■ Exercise requirements: Using the entries below, write out the line with "API key handling", the line with "pub use config::Config;", and every line in between, exactly as each is written.
· · · ·
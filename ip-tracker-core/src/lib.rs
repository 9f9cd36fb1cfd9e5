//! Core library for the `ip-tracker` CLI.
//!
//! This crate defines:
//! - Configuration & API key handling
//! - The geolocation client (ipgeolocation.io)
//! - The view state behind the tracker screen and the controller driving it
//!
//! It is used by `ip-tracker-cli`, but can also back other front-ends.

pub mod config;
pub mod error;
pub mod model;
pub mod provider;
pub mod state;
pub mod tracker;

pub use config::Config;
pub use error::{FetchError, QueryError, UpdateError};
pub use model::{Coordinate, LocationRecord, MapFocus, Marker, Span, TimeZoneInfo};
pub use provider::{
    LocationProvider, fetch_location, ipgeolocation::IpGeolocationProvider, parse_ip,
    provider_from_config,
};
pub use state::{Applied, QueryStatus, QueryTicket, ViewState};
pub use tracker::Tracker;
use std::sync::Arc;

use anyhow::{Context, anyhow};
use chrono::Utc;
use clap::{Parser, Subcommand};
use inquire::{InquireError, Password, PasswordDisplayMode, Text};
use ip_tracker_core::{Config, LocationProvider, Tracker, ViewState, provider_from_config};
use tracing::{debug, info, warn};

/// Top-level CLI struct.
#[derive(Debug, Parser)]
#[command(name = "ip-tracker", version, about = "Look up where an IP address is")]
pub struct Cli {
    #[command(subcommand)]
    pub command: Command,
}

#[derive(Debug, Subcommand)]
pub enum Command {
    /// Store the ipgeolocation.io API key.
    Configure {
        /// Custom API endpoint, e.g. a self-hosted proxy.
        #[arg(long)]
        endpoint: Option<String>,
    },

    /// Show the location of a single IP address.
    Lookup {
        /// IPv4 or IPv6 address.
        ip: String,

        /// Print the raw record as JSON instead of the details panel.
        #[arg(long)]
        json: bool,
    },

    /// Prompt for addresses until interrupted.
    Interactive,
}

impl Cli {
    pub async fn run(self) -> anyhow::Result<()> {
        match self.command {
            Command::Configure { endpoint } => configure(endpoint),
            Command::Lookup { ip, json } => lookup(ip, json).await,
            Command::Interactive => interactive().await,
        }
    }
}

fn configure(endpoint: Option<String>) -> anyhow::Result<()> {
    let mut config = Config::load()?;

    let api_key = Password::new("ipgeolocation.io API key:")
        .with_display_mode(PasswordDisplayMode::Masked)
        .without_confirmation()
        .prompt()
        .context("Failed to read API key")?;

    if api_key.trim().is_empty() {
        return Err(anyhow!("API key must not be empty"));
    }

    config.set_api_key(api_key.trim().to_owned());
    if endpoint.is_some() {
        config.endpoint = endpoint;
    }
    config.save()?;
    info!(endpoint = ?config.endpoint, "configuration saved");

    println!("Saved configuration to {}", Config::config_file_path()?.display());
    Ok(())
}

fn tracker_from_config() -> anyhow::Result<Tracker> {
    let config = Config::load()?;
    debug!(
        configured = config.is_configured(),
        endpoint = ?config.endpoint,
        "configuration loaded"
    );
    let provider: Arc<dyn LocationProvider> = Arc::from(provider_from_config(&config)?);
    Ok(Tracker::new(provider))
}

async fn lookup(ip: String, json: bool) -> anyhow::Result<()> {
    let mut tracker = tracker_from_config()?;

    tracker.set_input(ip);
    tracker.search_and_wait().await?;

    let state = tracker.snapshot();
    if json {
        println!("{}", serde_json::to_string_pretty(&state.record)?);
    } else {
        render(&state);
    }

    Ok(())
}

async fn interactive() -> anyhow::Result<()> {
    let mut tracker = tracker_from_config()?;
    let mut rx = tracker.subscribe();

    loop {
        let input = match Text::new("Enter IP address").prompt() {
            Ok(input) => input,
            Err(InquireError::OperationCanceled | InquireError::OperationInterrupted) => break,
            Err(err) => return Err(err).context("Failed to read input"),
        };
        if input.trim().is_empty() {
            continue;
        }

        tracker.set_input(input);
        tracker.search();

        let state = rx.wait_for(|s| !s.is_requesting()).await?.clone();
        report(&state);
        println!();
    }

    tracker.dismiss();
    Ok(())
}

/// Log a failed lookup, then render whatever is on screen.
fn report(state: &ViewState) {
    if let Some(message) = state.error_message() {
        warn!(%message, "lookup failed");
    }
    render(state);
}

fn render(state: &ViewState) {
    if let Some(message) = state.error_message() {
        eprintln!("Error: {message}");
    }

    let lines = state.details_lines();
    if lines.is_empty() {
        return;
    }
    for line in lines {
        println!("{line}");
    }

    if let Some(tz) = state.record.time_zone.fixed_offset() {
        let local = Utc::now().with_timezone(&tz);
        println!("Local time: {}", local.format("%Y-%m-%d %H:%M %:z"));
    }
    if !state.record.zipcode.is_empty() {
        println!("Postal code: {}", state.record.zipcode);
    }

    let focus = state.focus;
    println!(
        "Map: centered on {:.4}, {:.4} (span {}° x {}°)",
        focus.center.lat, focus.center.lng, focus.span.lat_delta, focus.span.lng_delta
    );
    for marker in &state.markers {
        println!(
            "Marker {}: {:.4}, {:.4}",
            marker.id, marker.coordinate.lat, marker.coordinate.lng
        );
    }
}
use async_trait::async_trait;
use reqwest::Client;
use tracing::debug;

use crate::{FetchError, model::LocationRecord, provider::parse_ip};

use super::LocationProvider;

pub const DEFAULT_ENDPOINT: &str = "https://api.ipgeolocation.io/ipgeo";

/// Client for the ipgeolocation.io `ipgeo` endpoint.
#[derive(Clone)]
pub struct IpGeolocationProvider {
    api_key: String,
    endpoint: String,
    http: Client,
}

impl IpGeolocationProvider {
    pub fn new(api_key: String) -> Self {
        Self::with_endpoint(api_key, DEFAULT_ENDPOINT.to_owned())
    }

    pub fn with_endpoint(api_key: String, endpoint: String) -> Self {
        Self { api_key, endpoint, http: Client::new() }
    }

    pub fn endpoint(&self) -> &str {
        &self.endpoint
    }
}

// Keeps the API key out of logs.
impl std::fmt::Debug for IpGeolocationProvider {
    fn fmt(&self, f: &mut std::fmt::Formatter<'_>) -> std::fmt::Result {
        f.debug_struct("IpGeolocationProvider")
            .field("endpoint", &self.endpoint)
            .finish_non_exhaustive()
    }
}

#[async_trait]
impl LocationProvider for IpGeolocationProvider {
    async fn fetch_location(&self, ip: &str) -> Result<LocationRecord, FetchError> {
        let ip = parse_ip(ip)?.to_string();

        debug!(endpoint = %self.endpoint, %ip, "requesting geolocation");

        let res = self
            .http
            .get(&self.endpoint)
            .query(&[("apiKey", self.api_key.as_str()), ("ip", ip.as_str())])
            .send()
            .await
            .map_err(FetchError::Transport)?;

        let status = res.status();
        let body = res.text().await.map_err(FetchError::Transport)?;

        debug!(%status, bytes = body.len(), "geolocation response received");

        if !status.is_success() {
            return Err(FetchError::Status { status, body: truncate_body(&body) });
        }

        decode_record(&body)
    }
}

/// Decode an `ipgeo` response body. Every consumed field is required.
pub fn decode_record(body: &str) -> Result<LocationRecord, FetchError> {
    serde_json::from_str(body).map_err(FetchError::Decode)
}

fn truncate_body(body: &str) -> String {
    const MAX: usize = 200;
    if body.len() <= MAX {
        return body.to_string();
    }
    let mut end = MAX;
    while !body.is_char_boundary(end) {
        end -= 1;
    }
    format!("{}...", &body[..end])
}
· · · ·
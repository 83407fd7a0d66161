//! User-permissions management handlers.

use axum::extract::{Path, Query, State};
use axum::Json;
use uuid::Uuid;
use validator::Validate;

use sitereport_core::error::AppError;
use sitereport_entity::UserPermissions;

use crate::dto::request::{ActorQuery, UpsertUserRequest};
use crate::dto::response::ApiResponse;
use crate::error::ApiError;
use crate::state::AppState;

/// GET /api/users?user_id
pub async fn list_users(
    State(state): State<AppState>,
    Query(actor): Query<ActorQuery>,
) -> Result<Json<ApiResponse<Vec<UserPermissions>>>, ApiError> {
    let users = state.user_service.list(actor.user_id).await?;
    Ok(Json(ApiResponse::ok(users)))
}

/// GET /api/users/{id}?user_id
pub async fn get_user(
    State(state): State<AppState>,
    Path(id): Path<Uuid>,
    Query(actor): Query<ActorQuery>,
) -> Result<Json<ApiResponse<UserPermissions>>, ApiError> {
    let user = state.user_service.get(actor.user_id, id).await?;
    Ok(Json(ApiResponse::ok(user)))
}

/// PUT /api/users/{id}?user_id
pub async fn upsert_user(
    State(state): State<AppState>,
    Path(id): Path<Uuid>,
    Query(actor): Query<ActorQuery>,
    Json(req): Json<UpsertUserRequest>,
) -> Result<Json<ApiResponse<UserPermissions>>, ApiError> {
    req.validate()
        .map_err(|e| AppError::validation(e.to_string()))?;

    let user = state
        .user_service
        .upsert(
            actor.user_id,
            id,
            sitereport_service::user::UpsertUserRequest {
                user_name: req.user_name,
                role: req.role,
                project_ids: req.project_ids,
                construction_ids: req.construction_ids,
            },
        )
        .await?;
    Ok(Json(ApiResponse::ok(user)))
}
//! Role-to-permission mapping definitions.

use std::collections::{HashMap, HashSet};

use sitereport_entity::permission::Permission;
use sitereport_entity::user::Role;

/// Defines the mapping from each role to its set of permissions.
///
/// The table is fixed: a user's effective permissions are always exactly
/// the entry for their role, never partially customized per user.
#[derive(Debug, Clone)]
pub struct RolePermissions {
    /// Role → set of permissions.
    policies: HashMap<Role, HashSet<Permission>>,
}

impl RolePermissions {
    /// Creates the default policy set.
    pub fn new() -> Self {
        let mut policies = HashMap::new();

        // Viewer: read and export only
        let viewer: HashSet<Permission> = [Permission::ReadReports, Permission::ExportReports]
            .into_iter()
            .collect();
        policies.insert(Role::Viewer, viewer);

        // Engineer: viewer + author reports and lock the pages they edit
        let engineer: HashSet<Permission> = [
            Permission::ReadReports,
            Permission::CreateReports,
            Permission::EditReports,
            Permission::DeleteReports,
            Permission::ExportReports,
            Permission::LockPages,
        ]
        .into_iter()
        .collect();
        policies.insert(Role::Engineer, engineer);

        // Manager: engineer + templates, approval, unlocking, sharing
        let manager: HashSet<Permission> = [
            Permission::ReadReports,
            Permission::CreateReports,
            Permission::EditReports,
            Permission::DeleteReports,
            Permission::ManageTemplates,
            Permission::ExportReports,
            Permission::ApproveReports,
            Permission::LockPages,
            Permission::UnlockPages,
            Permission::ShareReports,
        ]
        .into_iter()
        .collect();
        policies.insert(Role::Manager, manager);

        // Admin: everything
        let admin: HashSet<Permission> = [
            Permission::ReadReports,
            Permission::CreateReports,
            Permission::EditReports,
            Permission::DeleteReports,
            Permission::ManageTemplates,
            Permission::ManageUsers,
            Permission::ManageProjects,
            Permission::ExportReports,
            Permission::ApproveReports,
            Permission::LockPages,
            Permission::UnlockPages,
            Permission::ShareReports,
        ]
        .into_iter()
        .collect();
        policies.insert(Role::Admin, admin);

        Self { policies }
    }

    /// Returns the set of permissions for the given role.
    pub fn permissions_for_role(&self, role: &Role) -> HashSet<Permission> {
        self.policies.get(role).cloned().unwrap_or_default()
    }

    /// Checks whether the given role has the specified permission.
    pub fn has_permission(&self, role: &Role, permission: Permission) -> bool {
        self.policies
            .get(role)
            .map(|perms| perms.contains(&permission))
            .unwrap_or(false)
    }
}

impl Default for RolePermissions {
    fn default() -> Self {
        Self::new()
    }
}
· · · ·
■ Solution for this problem:
//! - Configuration & API key handling
//! - The geolocation client (ipgeolocation.io)
//! - The view state behind the tracker screen and the controller driving it
//!
//! It is used by `ip-tracker-cli`, but can also back other front-ends.

pub mod config;
pub mod error;
pub mod model;
pub mod provider;
pub mod state;
pub mod tracker;

pub use config::Config;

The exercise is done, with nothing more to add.